Association of Tigrayan Communities in Canada

An airstrike on a kindergarten and the end to Ethiopia’s uneasy peace

‘We cannot keep up,’ said the head of a hospital in Tigray that received victims from the school playground

By Rael Ombuor

 

September 3, 2022 at 2:00 a.m. EDT
A playground was damaged during an airstrike in Mekelle, the capital of Ethiopia’s northern Tigray region. (Tigrai TV/Via Reuters

NAIROBI — Even before the airstrikes began again, the hospital in the capital of Ethiopia’s Tigray region was barely hanging on.The electricity at Ayder Referral Hospital had been cut for weeks, hospital head Kibrom Gebreselassie said. Medical and fuel supplies were dwindling. Doctors and nurses had been working without pay for 16 months.

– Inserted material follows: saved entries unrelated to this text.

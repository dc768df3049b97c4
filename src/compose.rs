//! One image, its caption and its narration combined into a timed clip.

use std::path::{Path, PathBuf};
use tracing::debug;

use crate::caption::CaptionOverlay;
use crate::config::RenderConfig;
use crate::error::{Result, TabiError};
use crate::media::format_seconds;
use crate::narrate::NarrationAudio;

/// Still image scaled to the frame height with its aspect ratio kept
#[derive(Debug, Clone, PartialEq)]
pub struct ImageLayer {
    pub path: PathBuf,
    pub source_width: u32,
    pub source_height: u32,
    /// Width after scaling, rounded to an even number for the encoder
    pub width: u32,
    pub height: u32,
    pub fade: f64,
}

impl ImageLayer {
    /// Read the image header and compute the scaled size
    pub fn load(path: &Path, frame_height: u32, fade: f64) -> Result<Self> {
        if !path.is_file() {
            return Err(TabiError::FileNotFound(path.display().to_string()));
        }

        let (source_width, source_height) = image::image_dimensions(path)?;
        if source_width == 0 || source_height == 0 {
            return Err(TabiError::Media(format!("Image {} has no pixels", path.display())));
        }

        Ok(Self {
            path: path.to_path_buf(),
            source_width,
            source_height,
            width: scaled_width(source_width, source_height, frame_height),
            height: frame_height,
            fade,
        })
    }
}

/// Width that keeps the aspect ratio at `height`, rounded down to even, at least 2
pub fn scaled_width(source_width: u32, source_height: u32, height: u32) -> u32 {
    let exact = source_width as f64 * height as f64 / source_height as f64;
    let rounded = exact.round() as u32;
    (rounded - rounded % 2).max(2)
}

/// A composed segment: image layer, optional caption and its own narration
#[derive(Debug)]
pub struct SegmentClip {
    pub index: usize,
    pub image: ImageLayer,
    pub caption: Option<CaptionOverlay>,
    pub audio: NarrationAudio,
    /// Narration length plus the trailing pad
    pub duration: f64,
}

impl SegmentClip {
    /// Video chain for this clip: scale, fades, caption, then center on the canvas
    pub fn video_filter(
        &self,
        input: usize,
        canvas_width: u32,
        fps: u32,
        pixel_format: &str,
        label: &str,
    ) -> String {
        let fade = self.image.fade.min(self.duration / 2.0);
        let fade_out_start = (self.duration - fade).max(0.0);

        let mut chain = vec![
            format!("scale={}:{}", self.image.width, self.image.height),
            "setsar=1".to_string(),
            format!("fade=t=in:st=0:d={}", format_seconds(fade)),
            format!("fade=t=out:st={}:d={}", format_seconds(fade_out_start), format_seconds(fade)),
        ];
        if let Some(caption) = &self.caption {
            chain.push(caption.drawtext_filter());
        }
        chain.push(format!(
            "pad={}:{}:(ow-iw)/2:(oh-ih)/2:color=black",
            canvas_width, self.image.height
        ));
        chain.push(format!("fps={}", fps));
        chain.push(format!("format={}", pixel_format));

        format!("[{}:v]{}[{}]", input, chain.join(","), label)
    }

    /// Audio chain for this clip: the narration followed by silence up to the clip length
    pub fn audio_filter(&self, input: usize, sample_rate: u32, label: &str) -> String {
        let duration = format_seconds(self.duration);
        format!(
            "[{}:a]aresample={},aformat=sample_fmts=fltp:channel_layouts=stereo,apad=whole_dur={},atrim=0:{},asetpts=N/SR/TB[{}]",
            input, sample_rate, duration, duration, label
        )
    }
}

pub struct SegmentComposer {
    config: RenderConfig,
}

impl SegmentComposer {
    pub fn new(config: RenderConfig) -> Self {
        Self { config }
    }

    /// Length of the clip that will carry `audio`
    pub fn clip_duration(&self, audio: &NarrationAudio) -> f64 {
        audio.duration + self.config.trailing_pad_secs
    }

    /// Combine one image, an optional caption and the segment's narration.
    ///
    /// Image problems are fatal for the segment.
    pub fn compose(
        &self,
        image: &Path,
        caption: Option<CaptionOverlay>,
        audio: NarrationAudio,
    ) -> Result<SegmentClip> {
        let layer = ImageLayer::load(image, self.config.height, self.config.image_fade_secs)?;
        let duration = self.clip_duration(&audio);

        // The caption lives exactly as long as its clip
        let caption = caption.map(|mut overlay| {
            overlay.duration = duration;
            overlay
        });

        debug!(
            "Segment {}: {} ({}x{} -> {}x{}), {:.2}s, caption: {}",
            audio.segment_index,
            layer.path.display(),
            layer.source_width,
            layer.source_height,
            layer.width,
            layer.height,
            duration,
            caption.is_some()
        );

        Ok(SegmentClip {
            index: audio.segment_index,
            image: layer,
            caption,
            audio,
            duration,
        })
    }
}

But an uneasy peace in Ethiopia’s civil war had meant that, at least since March, the flow of wounded had paused. Then last week, an airstrike that residents and local media blamed on the Ethiopian government ripped through a kindergarten. Gebreselassie said four people, including two children, were declared dead on arrival at the hospital. As staff at the Ayder hospital rushed to treat more than a dozen victims, he said, they were forced to forgo care for their regular cancer, kidney and cardiac patients.